use std::error::Error;
use std::path::Path;

use async_trait::async_trait;

/// Optional host-application collaborator. After a successful extraction the
/// runner hands over the first generated frame so the host can build a
/// reference plane that advances through the sequence. Best effort only; the
/// runner swallows failures from this port.
#[async_trait]
#[cfg_attr(test, mockall::automock)]
pub trait HostIntegration: Send + Sync {
    async fn create_reference_plane(
        &self,
        first_frame: &Path,
    ) -> Result<(), Box<dyn Error + Send + Sync>>;
}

— Required action —
Output the full listing exactly as it stands.

— Exercise result —
use std::error::Error;
use std::path::Path;

use async_trait::async_trait;

/// Optional host-application collaborator. After a successful extraction the
/// runner hands over the first generated frame so the host can build a
/// reference plane that advances through the sequence. Best effort only; the
/// runner swallows failures from this port.
#[async_trait]
#[cfg_attr(test, mockall::automock)]
pub trait HostIntegration: Send + Sync {
    async fn create_reference_plane(
        &self,
        first_frame: &Path,
    ) -> Result<(), Box<dyn Error + Send + Sync>>;
}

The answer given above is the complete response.